A significant number of submissions emphasised the need for increased investment in home care services, with an advocacy body stating that, despite the growth in the population between 2006 and 2015, the allocation of exchequer funding for home care declined during this period, resulting in a shortfall of 10% by 2015.
Another advocacy group said that funding in excess of €100m is required “at a minimum” to bring core community services for home care packages, home help, and residential care supports through the Fair Deal scheme to more sustainable levels.
However, 57% of respondents said that some contribution should be made towards home care by elderly people themselves.
There were a wide range of views on how means testing would work, including via a minimum threshold beneath which service users would not pay for home care.

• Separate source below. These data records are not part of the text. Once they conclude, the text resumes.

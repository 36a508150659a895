//! Mob behavioral profile.
//!
//! Consolidates the tuning parameters the FSM reads so tests can tweak them
//! without touching global constants.

use gloom_core::constants::*;

/// Behavioral parameters for a mob.
#[derive(Debug, Clone, Copy, PartialEq)]
pub struct MobProfile {
    /// Movement speed while wandering or chasing (units/s).
    pub speed: f64,
    /// Distance at which an un-targeted mob notices a player.
    pub aggro_radius: f64,
    /// Distance at which a chasing mob halts.
    pub stop_radius: f64,
    /// Distance within which an attack may land.
    pub attack_range: f64,
    pub attack_cooldown_ms: f64,
    /// Inclusive damage range per attack.
    pub damage_min: i32,
    pub damage_max: i32,
    /// Wander direction change interval.
    pub direction_change_interval_ms: f64,
}

impl Default for MobProfile {
    fn default() -> Self {
        Self {
            speed: MOB_SPEED,
            aggro_radius: MOB_AGGRO_RADIUS,
            stop_radius: MOB_STOP_RADIUS,
            attack_range: MOB_ATTACK_RANGE,
            attack_cooldown_ms: MOB_ATTACK_COOLDOWN_MS,
            damage_min: MOB_DAMAGE_MIN,
            damage_max: MOB_DAMAGE_MAX,
            direction_change_interval_ms: MOB_DIRECTION_CHANGE_INTERVAL_MS,
        }
    }
}
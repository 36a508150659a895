//! Random spawn points for mobs.

use rand::Rng;

use gloom_core::constants::*;
use gloom_core::types::{Position, Rect};
use gloom_physics::collision::point_in_rects;

use crate::layout::{sample, GenerationParams};

/// Draw a point clear of every wall (with `MOB_SPAWN_WALL_PADDING`) and
/// outside the central exclusion circle. Falls back to the world centre
/// once `MOB_SPAWN_MAX_ATTEMPTS` candidates have been rejected.
pub fn random_spawn_point<R: Rng + ?Sized>(
    params: &GenerationParams,
    walls: &[Rect],
    rng: &mut R,
) -> Position {
    let center = params.center();
    let exclusion_sq = MOB_SPAWN_EXCLUSION_RADIUS * MOB_SPAWN_EXCLUSION_RADIUS;

    for _ in 0..MOB_SPAWN_MAX_ATTEMPTS {
        let point = Position::new(
            sample(rng, MOB_SPAWN_EDGE_MARGIN, params.width - MOB_SPAWN_EDGE_MARGIN),
            sample(rng, MOB_SPAWN_EDGE_MARGIN, params.height - MOB_SPAWN_EDGE_MARGIN),
        );
        if point.distance_sq_to(&center) < exclusion_sq {
            continue;
        }
        if !point_in_rects(&point, walls, MOB_SPAWN_WALL_PADDING) {
            return point;
        }
    }

    center
}
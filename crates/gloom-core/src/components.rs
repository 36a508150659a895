//! ECS components for hecs entities.
//!
//! Components are plain data structs. Game logic lives in systems and in
//! the mob FSM, not here. `Position` and `Velocity` from `types` are also
//! used directly as components.

use glam::DVec2;
use serde::{Deserialize, Serialize};

use crate::commands::PlayerInput;
use crate::enums::{EquipmentTier, MobState};
use crate::types::{BulletId, MobId, PlayerId, Position};

/// A connected player's avatar.
#[derive(Debug, Clone, Serialize, Deserialize)]
pub struct Player {
    pub id: PlayerId,
    /// Aim (flashlight) angle in radians, 0 = +x.
    pub aim_angle: f64,
    /// Hit points, 0..=PLAYER_MAX_HP.
    pub hp: i32,
    pub tier: EquipmentTier,
    /// Sim-clock time of the last bullet fired, if any.
    pub last_shot_ms: Option<f64>,
}

/// Latest input received for a player. Overwritten on every arrival.
#[derive(Debug, Clone, Copy, Default, Serialize, Deserialize)]
pub struct InputState {
    pub input: PlayerInput,
}

/// Hostile mob vitals.
#[derive(Debug, Clone, Serialize, Deserialize)]
pub struct Mob {
    pub id: MobId,
    pub hp: i32,
    pub alive: bool,
}

/// Current pursuit target of an aggroed mob.
#[derive(Debug, Clone, Copy, PartialEq, Serialize, Deserialize)]
pub struct Aggro {
    pub player: PlayerId,
    /// Last known position of the target, refreshed every tick.
    pub position: Position,
}

/// Mob AI memory.
#[derive(Debug, Clone, Serialize, Deserialize)]
pub struct MobBrain {
    /// `None` while wandering.
    pub aggro: Option<Aggro>,
    /// Unit wander (or last pursuit) direction.
    pub direction: DVec2,
    /// Milliseconds since the wander direction last changed.
    pub direction_timer_ms: f64,
    /// Sim-clock time of the last successful attack, if any.
    pub last_attack_ms: Option<f64>,
}

/// Projectile fired by a player.
#[derive(Debug, Clone, Serialize, Deserialize)]
pub struct Bullet {
    pub id: BulletId,
    pub owner: PlayerId,
    /// Sim-clock time at which the bullet was fired.
    pub created_ms: f64,
    /// Position before the latest move. Walls test the whole step from here.
    pub last_position: Position,
}

impl MobBrain {
    pub fn state(&self) -> MobState {
        match self.aggro {
            Some(_) => MobState::Aggroed,
            None => MobState::Wandering,
        }
    }

    pub fn target(&self) -> Option<PlayerId> {
        self.aggro.map(|a| a.player)
    }
}
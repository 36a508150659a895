//! Events emitted by the simulation and the server → client message set.

use serde::{Deserialize, Serialize};

use crate::state::{GameStateSnapshot, WorldLayout};
use crate::types::{MobId, PlayerId, Position};

/// One-shot occurrences raised during a tick, drained once per tick.
#[derive(Debug, Clone, Copy, PartialEq, Serialize, Deserialize)]
pub enum GameEvent {
    /// A player fired; `position` is the muzzle.
    ShotFired {
        player: PlayerId,
        position: Position,
        angle: f64,
    },
    /// A bullet hit a mob that survived.
    MobHit { mob: MobId, position: Position },
    /// A bullet killed a mob.
    MobDied { mob: MobId, position: Position },
    /// A mob landed an attack on its target.
    MobAttacked { mob: MobId, position: Position },
}

/// Server → client messages.
#[derive(Debug, Clone, Serialize, Deserialize)]
#[serde(
    tag = "type",
    content = "data",
    rename_all = "camelCase",
    rename_all_fields = "camelCase"
)]
pub enum ServerMessage {
    /// Full per-tick snapshot, broadcast to everyone.
    GameState(GameStateSnapshot),
    /// Static layout, sent on connect and on request.
    WorldData(WorldLayout),
    PlayerJoined(PlayerId),
    PlayerLeft(PlayerId),
    PlayerShoot {
        player_id: PlayerId,
        x: f64,
        y: f64,
        angle: f64,
    },
    MobHit { mob_id: MobId, x: f64, y: f64 },
    MobDeath { mob_id: MobId, x: f64, y: f64 },
    MobAttack { mob_id: MobId, x: f64, y: f64 },
}

impl From<GameEvent> for ServerMessage {
    fn from(event: GameEvent) -> Self {
        match event {
            GameEvent::ShotFired {
                player,
                position,
                angle,
            } => ServerMessage::PlayerShoot {
                player_id: player,
                x: position.x,
                y: position.y,
                angle,
            },
            GameEvent::MobHit { mob, position } => ServerMessage::MobHit {
                mob_id: mob,
                x: position.x,
                y: position.y,
            },
            GameEvent::MobDied { mob, position } => ServerMessage::MobDeath {
                mob_id: mob,
                x: position.x,
                y: position.y,
            },
            GameEvent::MobAttacked { mob, position } => ServerMessage::MobAttack {
                mob_id: mob,
                x: position.x,
                y: position.y,
            },
        }
    }
}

But it was suggested that means-tested user contributions could only be legitimately introduced if the service provided was comprehensive and of a high quality, and as long as if service users were given a choice of carer and influence over the services provided.
It has also suggested that carers should have a minimum level of training.
Citing investments in childcare and early childhood education, which have increased the level of training for those who work in creches, the report suggests a similar model needs to be developed for the home care and long-term care sector.
One care home provider said the workforce needs to increase by 48% just to meet demographic growth over the next 10 years. The introduction of a Single Assessment Tool was viewed by professional bodies and organisations as integral to the home care system.
Over 90% of respondents called for a standard application process and said a standardised nationwide approach to how home care is provided and who can access it should also be adopted.